▶ **Activity**:
All that is wanted is a word-for-word copy of the data from its first line to the line containing "single buffer dequeue.", both included.

▶ **Dataset extract**:

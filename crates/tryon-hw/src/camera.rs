//! V4L2 camera capture via the `v4l` crate.

use crate::frame::{self, Frame};
use crate::source::CaptureSource;
use image::RgbImage;
use std::path::Path;
use std::sync::atomic::{AtomicBool, Ordering};
use std::sync::{mpsc, Arc, Mutex};
use std::thread::JoinHandle;
use std::time::Duration;
use thiserror::Error;
use v4l::buffer::Type as BufType;
use v4l::io::traits::CaptureStream;
use v4l::prelude::*;
use v4l::video::Capture;
use v4l::FourCC;

/// How long `start` waits for the first frame before giving up.
const FIRST_FRAME_TIMEOUT: Duration = Duration::from_secs(5);
/// Upper bound on a single buffer dequeue.
const DEQUEUE_TIMEOUT: Duration = Duration::from_secs(1);

#[derive(Error, Debug)]
pub enum CameraError {
    #[error("device not found: {0}")]
    DeviceNotFound(String),
    #[error("capture failed: {0}")]
    CaptureFailed(String),
    #[error("device busy")]
    DeviceBusy,
    #[error("format negotiation failed: {0}")]
    FormatNegotiationFailed(String),
    #[error("streaming not supported")]
    StreamingNotSupported,
}

/// Info about a discovered V4L2 device.
#[derive(Debug, Clone)]
pub struct DeviceInfo {
    pub path: String,
    pub name: String,
    pub driver: String,
    pub bus: String,
}

/// Negotiated pixel format for the camera.
#[derive(Debug, Clone, Copy, PartialEq, Eq)]
pub enum PixelFormat {
    /// YUYV 4:2:2 packed (2 bytes/pixel).
    Yuyv,
    /// Motion-JPEG, one JPEG image per buffer.
    Mjpg,
    /// Packed 24-bit RGB.
    Rgb3,
}

/// V4L2 camera device handle.
pub struct Camera {
    device: Device,
    pub width: u32,
    pub height: u32,
    pub device_path: String,
    pub fourcc: FourCC,
    /// Negotiated pixel format.
    pixel_format: PixelFormat,
}

impl Camera {
    /// Open a V4L2 camera device by path (e.g., "/dev/video0") and request a resolution.
    pub fn open(device_path: &str, width: u32, height: u32) -> Result<Self, CameraError> {
        if !Path::new(device_path).exists() {
            return Err(CameraError::DeviceNotFound(device_path.to_string()));
        }

        let device = Device::with_path(device_path).map_err(|e| {
            if e.to_string().contains("busy") || e.to_string().contains("EBUSY") {
                CameraError::DeviceBusy
            } else {
                CameraError::DeviceNotFound(format!("{device_path}: {e}"))
            }
        })?;

        let caps = device.query_caps().map_err(|e| {
            CameraError::CaptureFailed(format!("failed to query capabilities: {e}"))
        })?;

        tracing::info!(
            device = device_path,
            driver = %caps.driver,
            card = %caps.card,
            "opened camera"
        );

        if !caps.capabilities.contains(v4l::capability::Flags::VIDEO_CAPTURE) {
            return Err(CameraError::StreamingNotSupported);
        }

        // Ask for YUYV; webcams that only stream compressed frames negotiate MJPG instead.
        let mut fmt = device.format().map_err(|e| {
            CameraError::FormatNegotiationFailed(format!("failed to get format: {e}"))
        })?;

        fmt.fourcc = FourCC::new(b"YUYV");
        fmt.width = width;
        fmt.height = height;

        let negotiated = device.set_format(&fmt).map_err(|e| {
            CameraError::FormatNegotiationFailed(format!("failed to set format: {e}"))
        })?;

        let fourcc = negotiated.fourcc;
        let pixel_format = if fourcc == FourCC::new(b"YUYV") {
            PixelFormat::Yuyv
        } else if fourcc == FourCC::new(b"MJPG") {
            PixelFormat::Mjpg
        } else if fourcc == FourCC::new(b"RGB3") {
            PixelFormat::Rgb3
        } else {
            return Err(CameraError::FormatNegotiationFailed(format!(
                "unsupported pixel format: {fourcc:?} (need YUYV, MJPG, or RGB3)"
            )));
        };

        tracing::info!(
            width = negotiated.width,
            height = negotiated.height,
            fourcc = ?fourcc,
            "negotiated format"
        );

        Ok(Self {
            device,
            width: negotiated.width,
            height: negotiated.height,
            device_path: device_path.to_string(),
            fourcc,
            pixel_format,
        })
    }

    /// Convert a raw buffer to RGB based on the negotiated format.
    fn buf_to_rgb(&self, buf: &[u8]) -> Result<RgbImage, CameraError> {
        let converted = match self.pixel_format {
            PixelFormat::Yuyv => frame::yuyv_to_rgb(buf, self.width, self.height),
            PixelFormat::Rgb3 => frame::rgb24_to_rgb(buf, self.width, self.height),
            PixelFormat::Mjpg => frame::mjpg_to_rgb(buf),
        };
        converted.map_err(|e| {
            CameraError::CaptureFailed(format!("{:?} conversion failed: {e}", self.pixel_format))
        })
    }

    /// Stream continuously on a dedicated thread, keeping only the newest frame.
    ///
    /// Blocks until the first frame arrives so a camera that cannot deliver
    /// fails here rather than later in the render loop.
    pub fn start(self) -> Result<CameraStream, CameraError> {
        let latest: Arc<Mutex<Option<Frame>>> = Arc::new(Mutex::new(None));
        let running = Arc::new(AtomicBool::new(true));
        let (ready_tx, ready_rx) = mpsc::channel::<Result<(), CameraError>>();
        let (width, height) = (self.width, self.height);
        let device_path = self.device_path.clone();

        let thread_latest = Arc::clone(&latest);
        let thread_running = Arc::clone(&running);
        let handle = std::thread::Builder::new()
            .name("tryon-capture".into())
            .spawn(move || capture_loop(self, thread_latest, thread_running, ready_tx))
            .map_err(|e| CameraError::CaptureFailed(format!("failed to spawn capture thread: {e}")))?;

        let mut stream = CameraStream {
            latest,
            running,
            handle: Some(handle),
            width,
            height,
        };

        match await_first_frame(&ready_rx, FIRST_FRAME_TIMEOUT, &device_path) {
            Ok(()) => {
                tracing::info!(device = %device_path, width, height, "camera streaming");
                Ok(stream)
            }
            Err(e) => {
                stream.stop();
                Err(e)
            }
        }
    }

    /// List available V4L2 video capture devices.
    pub fn list_devices() -> Vec<DeviceInfo> {
        let mut devices = Vec::new();

        for i in 0..16 {
            let path = format!("/dev/video{i}");
            if !Path::new(&path).exists() {
                continue;
            }
            let Ok(dev) = Device::with_path(&path) else {
                continue;
            };
            let Ok(caps) = dev.query_caps() else {
                continue;
            };
            if !caps.capabilities.contains(v4l::capability::Flags::VIDEO_CAPTURE) {
                continue;
            }
            devices.push(DeviceInfo {
                path,
                name: caps.card.clone(),
                driver: caps.driver.clone(),
                bus: caps.bus.clone(),
            });
        }

        devices
    }
}

/// Wait for the capture thread to report its first frame or its startup error.
fn await_first_frame(
    ready: &mpsc::Receiver<Result<(), CameraError>>,
    timeout: Duration,
    device_path: &str,
) -> Result<(), CameraError> {
    match ready.recv_timeout(timeout) {
        Ok(result) => result,
        Err(mpsc::RecvTimeoutError::Timeout) => Err(CameraError::CaptureFailed(format!(
            "no frame from {device_path} within {}s",
            timeout.as_secs_f32()
        ))),
        Err(mpsc::RecvTimeoutError::Disconnected) => Err(CameraError::CaptureFailed(format!(
            "capture thread for {device_path} exited before the first frame"
        ))),
    }
}

/// A dequeue that hit the poll timeout; the loop re-checks `running` and retries.
fn is_dequeue_timeout(err: &std::io::Error) -> bool {
    matches!(
        err.kind(),
        std::io::ErrorKind::TimedOut | std::io::ErrorKind::WouldBlock | std::io::ErrorKind::Interrupted
    )
}

fn capture_loop(
    camera: Camera,
    latest: Arc<Mutex<Option<Frame>>>,
    running: Arc<AtomicBool>,
    ready: mpsc::Sender<Result<(), CameraError>>,
) {
    let mut stream = match MmapStream::with_buffers(&camera.device, BufType::VideoCapture, 4) {
        Ok(stream) => stream,
        Err(e) => {
            let _ = ready.send(Err(CameraError::CaptureFailed(format!(
                "failed to create mmap stream: {e}"
            ))));
            return;
        }
    };
    // Bounded poll so a stalled device cannot keep the thread from seeing `running`.
    stream.set_timeout(DEQUEUE_TIMEOUT);

    let mut first = true;
    while running.load(Ordering::Relaxed) {
        let (buf, meta) = match stream.next() {
            Ok(next) => next,
            Err(e) if is_dequeue_timeout(&e) => {
                tracing::trace!(error = %e, "no buffer ready");
                continue;
            }
            Err(e) => {
                let err = CameraError::CaptureFailed(format!("failed to dequeue buffer: {e}"));
                if first {
                    let _ = ready.send(Err(err));
                } else {
                    tracing::error!(error = %err, "capture stopped");
                }
                return;
            }
        };

        match camera.buf_to_rgb(buf) {
            Ok(image) => {
                let frame = Frame::new(image, meta.sequence);
                if let Ok(mut slot) = latest.lock() {
                    *slot = Some(frame);
                }
                if first {
                    first = false;
                    let _ = ready.send(Ok(()));
                }
            }
            Err(e) => tracing::debug!(seq = meta.sequence, error = %e, "dropping frame"),
        }
    }
    tracing::debug!("capture thread exiting");
}

/// A running capture thread. Stops when dropped.
pub struct CameraStream {
    latest: Arc<Mutex<Option<Frame>>>,
    running: Arc<AtomicBool>,
    handle: Option<JoinHandle<()>>,
    pub width: u32,
    pub height: u32,
}

impl CameraStream {
    fn stop(&mut self) {
        self.running.store(false, Ordering::Relaxed);
        if let Some(handle) = self.handle.take() {
            let _ = handle.join();
        }
    }
}

impl CaptureSource for CameraStream {
    fn current_frame(&self) -> Option<Frame> {
        self.latest.lock().ok()?.clone()
    }
}

impl Drop for CameraStream {
    fn drop(&mut self) {
        self.stop();
    }
}

#[cfg(test)]
mod tests {
    use super::*;
    use std::time::Instant;

    #[test]
    fn test_first_frame_timeout_is_an_error() {
        let (tx, rx) = mpsc::channel::<Result<(), CameraError>>();
        let started = Instant::now();
        let result = await_first_frame(&rx, Duration::from_millis(20), "/dev/video9");
        assert!(matches!(result, Err(CameraError::CaptureFailed(msg)) if msg.contains("/dev/video9")));
        assert!(started.elapsed() < Duration::from_secs(2));
        drop(tx);
    }

    #[test]
    fn test_first_frame_thread_exit_is_an_error() {
        let (tx, rx) = mpsc::channel::<Result<(), CameraError>>();
        drop(tx);
        let result = await_first_frame(&rx, Duration::from_secs(5), "/dev/video9");
        assert!(matches!(result, Err(CameraError::CaptureFailed(msg)) if msg.contains("exited")));
    }

    #[test]
    fn test_first_frame_forwards_startup_error() {
        let (tx, rx) = mpsc::channel();
        tx.send(Err(CameraError::StreamingNotSupported)).unwrap();
        let result = await_first_frame(&rx, Duration::from_secs(5), "/dev/video9");
        assert!(matches!(result, Err(CameraError::StreamingNotSupported)));
    }

    #[test]
    fn test_first_frame_ready() {
        let (tx, rx) = mpsc::channel();
        tx.send(Ok(())).unwrap();
        assert!(await_first_frame(&rx, Duration::from_secs(5), "/dev/video9").is_ok());
    }

    #[test]
    fn test_dequeue_timeout_is_retried() {
        let timed_out = std::io::Error::new(std::io::ErrorKind::TimedOut, "VIDIOC_DQBUF");
        let broken = std::io::Error::new(std::io::ErrorKind::Other, "device unplugged");
        assert!(is_dequeue_timeout(&timed_out));
        assert!(!is_dequeue_timeout(&broken));
    }

    #[test]
    fn test_stop_joins_thread_watching_running_flag() {
        let running = Arc::new(AtomicBool::new(true));
        let flag = Arc::clone(&running);
        let handle = std::thread::spawn(move || {
            while flag.load(Ordering::Relaxed) {
                std::thread::sleep(DEQUEUE_TIMEOUT / 10);
            }
        });
        let stream = CameraStream {
            latest: Arc::new(Mutex::new(None)),
            running,
            handle: Some(handle),
            width: 2,
            height: 2,
        };
        assert!(stream.current_frame().is_none());
        let started = Instant::now();
        drop(stream);
        assert!(started.elapsed() < Duration::from_secs(2));
    }
}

▶ **Answer**:
filename crates/tryon-hw/src/camera.rs
//! V4L2 camera capture via the `v4l` crate.

use crate::frame::{self, Frame};
use crate::source::CaptureSource;
use image::RgbImage;
use std::path::Path;
use std::sync::atomic::{AtomicBool, Ordering};
use std::sync::{mpsc, Arc, Mutex};
use std::thread::JoinHandle;
use std::time::Duration;
use thiserror::Error;
use v4l::buffer::Type as BufType;
use v4l::io::traits::CaptureStream;
use v4l::prelude::*;
use v4l::video::Capture;
use v4l::FourCC;

/// How long `start` waits for the first frame before giving up.
const FIRST_FRAME_TIMEOUT: Duration = Duration::from_secs(5);
/// Upper bound on a single buffer dequeue.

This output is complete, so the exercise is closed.